I don't know much about Scheme (or Lisp at all really; I've only become interested in it during the last month or so) but it seems that the Scheme compilers produce quite sluggish code, at least looking through the grainy, distorted lens that is the Computer Language Benchmarks Game.
From some of the microbenchmarks published by the Gambit guy(s) on their homepage, it looks as if it fares really well against the Chicken and Mzscheme compilers, but I wanted to examine its performance on problems relative to SBCL, which is the Common Lisp compiler I've arbitrarily chosen.

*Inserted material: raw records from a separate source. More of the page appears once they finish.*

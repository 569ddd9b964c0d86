//! Render job submissions and their audio timelines.

use std::fmt;
use std::path::PathBuf;

use serde::{Deserialize, Serialize};

/// Frame rate of the timebase audio timeline entries are authored against.
///
/// Timeline frames are converted to milliseconds with this rate even when
/// the muxed video runs at a different one. Changing it shifts every clip.
pub const TIMELINE_FPS: u64 = 60;

/// Composite identity of a render: not unique across users on its own.
#[derive(Debug, Clone, PartialEq, Eq, Hash, PartialOrd, Ord, Serialize, Deserialize)]
pub struct JobKey {
    #[serde(rename = "userID")]
    pub user_id: String,
    #[serde(rename = "sessionID")]
    pub session_id: String,
}

impl JobKey {
    pub fn new(user_id: impl Into<String>, session_id: impl Into<String>) -> Self {
        Self {
            user_id: user_id.into(),
            session_id: session_id.into(),
        }
    }
}

impl fmt::Display for JobKey {
    fn fmt(&self, f: &mut fmt::Formatter<'_>) -> fmt::Result {
        write!(f, "{}/{}", self.user_id, self.session_id)
    }
}

/// Where the bytes for one timeline entry come from.
#[derive(Debug, Clone, PartialEq, Eq, Hash, Serialize, Deserialize)]
#[serde(from = "String", into = "String")]
pub enum AudioSource {
    /// An `http(s)` URL fetched at render time.
    Remote(String),
    /// A path to an asset already on disk.
    Local(PathBuf),
}

impl AudioSource {
    /// Classify a raw timeline reference.
    pub fn parse(raw: &str) -> Self {
        let trimmed = raw.trim();
        let lower = trimmed.to_ascii_lowercase();
        if lower.starts_with("http://") || lower.starts_with("https://") {
            Self::Remote(trimmed.to_string())
        } else {
            Self::Local(PathBuf::from(trimmed))
        }
    }

    pub fn is_remote(&self) -> bool {
        matches!(self, Self::Remote(_))
    }
}

impl From<String> for AudioSource {
    fn from(raw: String) -> Self {
        Self::parse(&raw)
    }
}

impl From<AudioSource> for String {
    fn from(source: AudioSource) -> Self {
        match source {
            AudioSource::Remote(url) => url,
            AudioSource::Local(path) => path.display().to_string(),
        }
    }
}

impl fmt::Display for AudioSource {
    fn fmt(&self, f: &mut fmt::Formatter<'_>) -> fmt::Result {
        match self {
            Self::Remote(url) => f.write_str(url),
            Self::Local(path) => write!(f, "{}", path.display()),
        }
    }
}

/// One scheduled audio insertion.
#[derive(Debug, Clone, PartialEq, Serialize, Deserialize)]
pub struct AudioTimelineEntry {
    /// Clip to insert.
    pub audio: AudioSource,

    /// Frame index (60 fps timebase) at which the clip starts.
    pub frame: u64,

    /// Trim the clip to its first `audio_duration` milliseconds.
    #[serde(default, skip_serializing_if = "Option::is_none")]
    pub audio_duration: Option<u64>,
}

impl AudioTimelineEntry {
    pub fn new(audio: impl AsRef<str>, frame: u64) -> Self {
        Self {
            audio: AudioSource::parse(audio.as_ref()),
            frame,
            audio_duration: None,
        }
    }

    pub fn trimmed(mut self, audio_duration_ms: u64) -> Self {
        self.audio_duration = Some(audio_duration_ms);
        self
    }

    /// Insertion offset in milliseconds: `floor(frame * 1000 / 60)`.
    pub fn offset_ms(&self) -> u64 {
        self.frame * 1000 / TIMELINE_FPS
    }
}

/// Output resolution label chosen by the client.
///
/// Frames arrive already rendered at this size; the label is echoed into
/// the result and never drives scaling.
#[derive(Debug, Clone, Default, PartialEq, Eq, Hash, Serialize, Deserialize)]
#[serde(from = "String", into = "String")]
pub enum Resolution {
    P480,
    #[default]
    P720,
    P1080,
    Custom(String),
}

impl Resolution {
    pub fn label(&self) -> &str {
        match self {
            Self::P480 => "480p",
            Self::P720 => "720p",
            Self::P1080 => "1080p",
            Self::Custom(label) => label,
        }
    }
}

impl From<String> for Resolution {
    fn from(label: String) -> Self {
        match label.as_str() {
            "480p" => Self::P480,
            "720p" => Self::P720,
            "1080p" => Self::P1080,
            _ => Self::Custom(label),
        }
    }
}

impl From<Resolution> for String {
    fn from(resolution: Resolution) -> Self {
        resolution.label().to_string()
    }
}

/// A render submission.
#[derive(Debug, Clone, Serialize, Deserialize)]
#[serde(rename_all = "camelCase")]
pub struct RenderJob {
    #[serde(rename = "userID")]
    pub user_id: String,

    #[serde(rename = "sessionID")]
    pub session_id: String,

    /// Audio insertions in authoring order.
    #[serde(default)]
    pub audio_timeline: Vec<AudioTimelineEntry>,

    /// Output length in seconds.
    pub duration: f64,

    /// Working directory holding `assets/`, `audio/` and `frames/`.
    pub session_dir: PathBuf,

    #[serde(default)]
    pub resolution: Resolution,

    #[serde(default)]
    pub category: String,

    #[serde(default)]
    pub template: String,

    /// Seconds the upstream collaborator spent loading assets.
    #[serde(default)]
    pub asset_load_time: f64,

    /// Seconds the upstream collaborator spent writing frames.
    #[serde(default)]
    pub frame_write_time: f64,
}

impl RenderJob {
    pub fn key(&self) -> JobKey {
        JobKey::new(&self.user_id, &self.session_id)
    }

    /// Length of the master audio track in milliseconds.
    pub fn duration_ms(&self) -> u64 {
        (self.duration * 1000.0).round() as u64
    }

    /// Check the submission before any state is created for it.
    pub fn validate(&self) -> Result<(), JobError> {
        if self.user_id.trim().is_empty() {
            return Err(JobError::MissingField("userID"));
        }
        if self.session_id.trim().is_empty() {
            return Err(JobError::MissingField("sessionID"));
        }
        if !self.duration.is_finite() || self.duration <= 0.0 {
            return Err(JobError::InvalidDuration(self.duration));
        }
        if !self.session_dir.is_dir() {
            return Err(JobError::MissingSessionDir(self.session_dir.clone()));
        }
        for (field, value) in [
            ("assetLoadTime", self.asset_load_time),
            ("frameWriteTime", self.frame_write_time),
        ] {
            if !value.is_finite() || value < 0.0 {
                return Err(JobError::InvalidTiming { field, value });
            }
        }
        Ok(())
    }
}

/// Reasons a submission is rejected.
#[derive(Debug, thiserror::Error)]
pub enum JobError {
    #[error("missing required field {0}")]
    MissingField(&'static str),

    #[error("duration must be a positive number of seconds, got {0}")]
    InvalidDuration(f64),

    #[error("session directory {0} does not exist")]
    MissingSessionDir(PathBuf),

    #[error("{field} must be a non-negative number of seconds, got {value}")]
    InvalidTiming { field: &'static str, value: f64 },
}

#[cfg(test)]
mod tests {
    use super::*;
    use proptest::prelude::*;

    fn sample_job(session_dir: PathBuf) -> RenderJob {
        RenderJob {
            user_id: "user-1".to_string(),
            session_id: "42".to_string(),
            audio_timeline: vec![AudioTimelineEntry::new("local.mp3", 0)],
            duration: 5.0,
            session_dir,
            resolution: Resolution::P720,
            category: "bounce".to_string(),
            template: "square-box".to_string(),
            asset_load_time: 0.4,
            frame_write_time: 2.1,
        }
    }

    #[test]
    fn test_audio_source_classification() {
        assert!(AudioSource::parse("https://cdn.example.com/a.wav").is_remote());
        assert!(AudioSource::parse("HTTP://cdn.example.com/a.wav").is_remote());
        assert_eq!(
            AudioSource::parse("./assets/boing.mp3"),
            AudioSource::Local(PathBuf::from("./assets/boing.mp3"))
        );
    }

    #[test]
    fn test_offset_uses_sixty_fps_timebase() {
        assert_eq!(AudioTimelineEntry::new("a.mp3", 60).offset_ms(), 1000);
        assert_eq!(AudioTimelineEntry::new("a.mp3", 0).offset_ms(), 0);
        // floor(1 * 1000 / 60) = 16
        assert_eq!(AudioTimelineEntry::new("a.mp3", 1).offset_ms(), 16);
        assert_eq!(AudioTimelineEntry::new("a.mp3", 90).offset_ms(), 1500);
    }

    #[test]
    fn test_job_deserializes_wire_names() {
        let json = r#"{
            "userID": "u1",
            "sessionID": "s9",
            "audioTimeline": [
                {"audio": "https://x.test/song", "frame": 120, "audio_duration": 750},
                {"audio": "assets/sounds/pop.mp3", "frame": 3}
            ],
            "duration": 10,
            "sessionDir": "/tmp/videos/u1/s9",
            "resolution": "1080p",
            "category": "particles",
            "template": "particle-ring",
            "assetLoadTime": 1.25,
            "frameWriteTime": 8.5
        }"#;
        let job: RenderJob = serde_json::from_str(json).unwrap();
        assert_eq!(job.key(), JobKey::new("u1", "s9"));
        assert_eq!(job.audio_timeline.len(), 2);
        assert_eq!(job.audio_timeline[0].audio_duration, Some(750));
        assert!(job.audio_timeline[0].audio.is_remote());
        assert_eq!(job.audio_timeline[1].audio_duration, None);
        assert_eq!(job.resolution, Resolution::P1080);
        assert_eq!(job.duration_ms(), 10_000);
        assert!((job.frame_write_time - 8.5).abs() < 1e-9);
    }

    #[test]
    fn test_job_optional_fields_default() {
        let json = r#"{"userID": "u", "sessionID": "s", "duration": 3, "sessionDir": "/tmp"}"#;
        let job: RenderJob = serde_json::from_str(json).unwrap();
        assert!(job.audio_timeline.is_empty());
        assert_eq!(job.resolution, Resolution::P720);
        assert_eq!(job.asset_load_time, 0.0);
    }

    #[test]
    fn test_custom_resolution_is_echoed() {
        let res: Resolution = serde_json::from_str("\"square\"").unwrap();
        assert_eq!(res, Resolution::Custom("square".to_string()));
        assert_eq!(serde_json::to_string(&res).unwrap(), "\"square\"");
        let standard: Resolution = serde_json::from_str("\"480p\"").unwrap();
        assert_eq!(standard, Resolution::P480);
    }

    #[test]
    fn test_validate_rejects_bad_input() {
        let dir = std::env::temp_dir().join("framecast_test_job_validate");
        std::fs::create_dir_all(&dir).unwrap();

        assert!(sample_job(dir.clone()).validate().is_ok());

        let mut job = sample_job(dir.clone());
        job.duration = 0.0;
        assert!(matches!(job.validate(), Err(JobError::InvalidDuration(_))));

        let mut job = sample_job(dir.clone());
        job.user_id = " ".to_string();
        assert!(matches!(job.validate(), Err(JobError::MissingField("userID"))));

        let mut job = sample_job(dir.join("missing"));
        job.session_id = "x".to_string();
        assert!(matches!(job.validate(), Err(JobError::MissingSessionDir(_))));

        let mut job = sample_job(dir.clone());
        job.frame_write_time = -1.0;
        assert!(matches!(job.validate(), Err(JobError::InvalidTiming { .. })));

        std::fs::remove_dir_all(&dir).ok();
    }

    proptest! {
        #[test]
        fn prop_offset_is_monotonic_and_floors(frame in 0u64..10_000_000) {
            let here = AudioTimelineEntry::new("a.wav", frame).offset_ms();
            let next = AudioTimelineEntry::new("a.wav", frame + 1).offset_ms();
            prop_assert!(next >= here);
            prop_assert!(here * 60 <= frame * 1000);
            prop_assert!((here + 1) * 60 > frame * 1000);
        }
    }
}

Since it's not featured on the language shootout, I pulled the SBCL code for a few tests there as well as the Gambit code which was already prepared on their site (why hasn't Gambit appeared on the shootout site for the nosy hackers who want to find out if less mainstream (man I hate that word) languages are ridiculously slow? Many of them aren't! And they're more expressive and comfortable than C++/Java, use them!) and ran a few comparisons.
SBCL comes out very much on top; in general the Gambit programs take two or three times as long to do their job (although I haven't looked at memory usage). But as far as Scheme compilers go, Gambit seems to be improving things.
(Really dodgy) timings on my Macbook (input values = whatever's on the shootout site):
One thing I've noticed from these coarse measurements is the "sys" component of the execution time is mostly higher for SBCL; maybe this means a lot of allocation and de-allocation of stuff is going on ...Or something.